A educação é um dos direitos elementares na vida de uma pessoa, e, sendo direito público subjetivo do cidadão, o adolescente não pode ficar alijado desta política universal, vez que são sujeitos de direito em pleno desenvolvimento físico, psíquico, moral (condição peculiar). Segundo informações colhidas no Sistema de Educação, um dos obstáculos para se implementar o Ensino Básico nas Internações seria a Matriz Curricular que ao ser elaborada, não atende essa “clientela” em específico. Os adolescentes Internos recebem o ensino formal sem a devida formatação que atenda à realidade dos mesmos. Mister se faz a construção de um projeto pedagógico eficaz na promoção desses adolescentes.

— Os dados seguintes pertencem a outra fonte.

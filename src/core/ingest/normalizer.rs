//! Whitespace normalization for extracted page text.
//!
//! PDF extractors emit line breaks, tabs and runs of spaces wherever
//! the layout had them. Every page is reduced to a single line with
//! one space between tokens before chunking, so chunk boundaries and
//! overlap are measured over the same canonical text.

/// Trim the text and collapse every whitespace run into one space.
///
/// Whitespace is anything Unicode classifies as `White_Space` plus the
/// ASCII information separators U+001C..=U+001F, which some extractors
/// emit between table cells and records.
///
/// # Example
///
/// ```
/// use folio::core::ingest::normalize;
///
/// assert_eq!(normalize("  Hello\n\nworld \t foo  "), "Hello world foo");
/// assert_eq!(normalize(""), "");
/// ```
pub fn normalize(raw: &str) -> String {
    let mut out = String::with_capacity(raw.len());

    for token in raw.split(is_separator).filter(|t| !t.is_empty()) {
        if !out.is_empty() {
            out.push(' ');
        }
        out.push_str(token);
    }

    out
}

fn is_separator(c: char) -> bool {
    c.is_whitespace() || ('\x1c'..='\x1f').contains(&c)
}

/// Normalize text that may be absent; `None` maps to the empty string.
pub fn normalize_opt(raw: Option<&str>) -> String {
    raw.map(normalize).unwrap_or_default()
}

As escolas públicas devem ser mobilizadas no sentido de aceitarem esses adolescentes quando de sua soltura. Elaborar projetos em que se reconheça o nível de aprendizagem em que se encontram e buscar uma intervenção de aceitação dos mesmos, garantindo-lhes a permanência e o sucesso nas séries posteriores. Sem estigmas!!!

As Políticas de Atendimento devem se articular em todos os níveis, quanto mais abrangentes forem as políticas sociais básicas, menor será o número de crianças e adolescentes encaminhados para as políticas de assistência social, proteção especial e de garantia de direitos.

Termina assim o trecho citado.